Maputoïte invétéré, Gonçalo Mabunda réalise des masques, des sculptures et du mobilier plutôt inconfortable. Sa matière de travail ? Des kalachnikovs, des roquettes, des pistolets et autres douilles ayant servi pendant la guerre civile mozambicaine (1976-1992). Dans le milieu bouillonnant de l'art contemporain africain, on ne présente plus ce Mozambicain de 40 ans dont les sculptures faites d'armes déconstruites sont déjà passées par les cinq continents.

A Maputo, l'artiste reçoit dans son atelier situé sur l'avenue Karl-Marx, une maison coquette coincée entre un immeuble de douze étages et un fast-food servant du poulet.
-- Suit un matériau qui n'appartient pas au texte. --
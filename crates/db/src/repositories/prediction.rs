use chrono::{DateTime, Utc};
use sqlx::Row;
use uuid::Uuid;

use salit_core::{PredictedItem, ShoppingPrediction};

use super::{PredictionRepository, RepositoryError};
use crate::DbPool;

pub struct SqlPredictionRepository {
    pool: DbPool,
}

impl SqlPredictionRepository {
    pub fn new(pool: DbPool) -> Self {
        Self { pool }
    }
}

#[async_trait::async_trait]
impl PredictionRepository for SqlPredictionRepository {
    async fn insert(&self, row: &ShoppingPrediction) -> Result<(), RepositoryError> {
        let items = serde_json::to_string(&row.predicted_items)
            .map_err(|error| RepositoryError::Decode(error.to_string()))?;

        sqlx::query(
            "INSERT INTO shopping_predictions
                 (id, user_id, predicted_items, prediction_period, confidence_score, created_at)
             VALUES (?1, ?2, ?3, ?4, ?5, ?6)",
        )
        .bind(row.id.to_string())
        .bind(&row.user_id)
        .bind(items)
        .bind(&row.prediction_period)
        .bind(row.confidence_score)
        .bind(row.created_at)
        .execute(&self.pool)
        .await?;

        Ok(())
    }

    async fn latest_for_user(
        &self,
        user_id: &str,
    ) -> Result<Option<ShoppingPrediction>, RepositoryError> {
        let row = sqlx::query(
            "SELECT id, user_id, predicted_items, prediction_period, confidence_score, created_at
             FROM shopping_predictions
             WHERE user_id = ?1
             ORDER BY created_at DESC
             LIMIT 1",
        )
        .bind(user_id)
        .fetch_optional(&self.pool)
        .await?;

        row.map(|row| {
            let id_text: String = row.get("id");
            let id = Uuid::parse_str(&id_text)
                .map_err(|error| RepositoryError::Decode(error.to_string()))?;
            let items_blob: String = row.get("predicted_items");
            let predicted_items: Vec<PredictedItem> = serde_json::from_str(&items_blob)
                .map_err(|error| RepositoryError::Decode(error.to_string()))?;

            Ok(ShoppingPrediction {
                id,
                user_id: row.get("user_id"),
                predicted_items,
                prediction_period: row.get("prediction_period"),
                confidence_score: row.get("confidence_score"),
                created_at: row.get::<DateTime<Utc>, _>("created_at"),
            })
        })
        .transpose()
    }
}
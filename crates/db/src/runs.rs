use std::sync::Arc;

use serde::Serialize;
use thiserror::Error;
use tracing::{error, info};
use uuid::Uuid;

use salit_core::{
    aggregate_products, generate_patterns, generate_predictions, overall_confidence, Clock,
    ShoppingPrediction,
};

use crate::repositories::{
    ItemHistoryRepository, PatternRepository, PredictionRepository, ProductAnalyticsRepository,
    RepositoryError,
};

/// Aggregate counts for one completed analytics run.
///
/// Counts reflect successful writes only; individually failed upserts are
/// logged and skipped.
#[derive(Clone, Copy, Debug, Default, PartialEq, Eq, Serialize)]
pub struct RunSummary {
    pub processed_products: u32,
    pub predictions_generated: u32,
}

#[derive(Debug, Error)]
pub enum AnalyticsRunError {
    #[error("a user identity is required for an analytics run")]
    MissingUser,
    #[error(transparent)]
    Repository(#[from] RepositoryError),
}

/// Batch analytics over one user's full item history.
///
/// Each run recomputes every derived row from scratch: read the history,
/// aggregate per product, upsert analytics rows one by one, insert a
/// prediction row, upsert the two pattern rows. Writes are sequential and
/// non-transactional; a run either finishes or returns the first read
/// error. There is no cancellation hook.
pub struct AnalyticsRunner {
    items: Arc<dyn ItemHistoryRepository>,
    analytics: Arc<dyn ProductAnalyticsRepository>,
    predictions: Arc<dyn PredictionRepository>,
    patterns: Arc<dyn PatternRepository>,
    clock: Arc<dyn Clock>,
}

impl AnalyticsRunner {
    pub fn new(
        items: Arc<dyn ItemHistoryRepository>,
        analytics: Arc<dyn ProductAnalyticsRepository>,
        predictions: Arc<dyn PredictionRepository>,
        patterns: Arc<dyn PatternRepository>,
        clock: Arc<dyn Clock>,
    ) -> Self {
        Self { items, analytics, predictions, patterns, clock }
    }

    pub async fn run(&self, user_id: &str) -> Result<RunSummary, AnalyticsRunError> {
        if user_id.trim().is_empty() {
            return Err(AnalyticsRunError::MissingUser);
        }

        info!(event_name = "analytics.run.start", user_id, "starting analytics run");

        let history = self.items.list_for_user(user_id).await?;
        if history.is_empty() {
            info!(event_name = "analytics.run.empty", user_id, "no items found for analysis");
            return Ok(RunSummary::default());
        }

        let rows = aggregate_products(user_id, &history);
        info!(
            event_name = "analytics.run.aggregated",
            user_id,
            item_count = history.len(),
            product_count = rows.len(),
            "aggregated item history"
        );

        let mut processed_products = 0u32;
        for row in &rows {
            match self.analytics.upsert(row).await {
                Ok(()) => processed_products += 1,
                Err(upsert_error) => {
                    error!(
                        event_name = "analytics.run.product_upsert_failed",
                        user_id,
                        product_name = %row.product_name,
                        error = %upsert_error,
                        "skipping product after failed analytics upsert"
                    );
                }
            }
        }

        let now = self.clock.now();
        let predicted = generate_predictions(&rows, now);
        let mut predictions_generated = 0u32;
        if !predicted.is_empty() {
            let prediction = ShoppingPrediction {
                id: Uuid::new_v4(),
                user_id: user_id.to_string(),
                confidence_score: overall_confidence(&predicted),
                predicted_items: predicted,
                prediction_period: "weekly".to_string(),
                created_at: now,
            };

            match self.predictions.insert(&prediction).await {
                Ok(()) => predictions_generated = prediction.predicted_items.len() as u32,
                Err(insert_error) => {
                    error!(
                        event_name = "analytics.run.prediction_insert_failed",
                        user_id,
                        error = %insert_error,
                        "prediction row was not stored"
                    );
                }
            }
        }

        for pattern in generate_patterns(user_id, &rows) {
            if let Err(upsert_error) = self.patterns.upsert(&pattern).await {
                error!(
                    event_name = "analytics.run.pattern_upsert_failed",
                    user_id,
                    pattern_type = pattern.pattern_type.as_str(),
                    error = %upsert_error,
                    "skipping pattern after failed upsert"
                );
            }
        }

        info!(
            event_name = "analytics.run.completed",
            user_id,
            processed_products,
            predictions_generated,
            "analytics run completed"
        );

        Ok(RunSummary { processed_products, predictions_generated })
    }
}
Trônes, masques et globes terrestres, déjà visibles depuis la rue, parsèment l'allée transformée en galerie d'exposition à ciel ouvert. " Et ça ne rouille pas ? ", s'enquiert-on, la dernière saison des pluies, particulièrement dévastatrice, n'étant pas si loin. " Nooon... ", répond-il nonchalamment, à moitié gêné, sans donner tellement plus d'explications.

Des obus rouillés et évidés

L'arrière-cour est l'espace de travail à proprement parler. S'y entasse, comme promis, un bric-à-brac de réalisations et de morceaux de ferrailles. Et traînent, au milieu du hayon de voiture, des restes d'électroménagers et des tôles, les obus rouillés et évidés. " La poudre est retirée, assure-t-il. Ça peut être dangereux, parfois des balles incrustées explosent. Mais nous avons l'habitude de ce matériau. Il n'y a jamais eu de morts. "

Ce jour-là, le linge sèche sur un fil tendu au-dessus de la ferraille. Mabunda offre le café à l'étage, où les murs présentent le travail de son partenaire dans le crime, le photographe Mauro Pinto. Dans l'un des coins, un cliché immortalise une poignée de main entre le sculpteur, tout sourire, et Bill Clinton. Pour la petite histoire, c'est l'actuelle ministre française de la culture, Fleur Pellerin, qui est venue à Maputo jouer les intermédiaires, afin que Mabunda réalise des trophées en forme de globe terrestre pour l'ancien président. Des trophées que ce dernier a remis au moment de la Clinton Global Initiative, la grand-messe caritative qu'il organise avec sa fondation chaque année à New York.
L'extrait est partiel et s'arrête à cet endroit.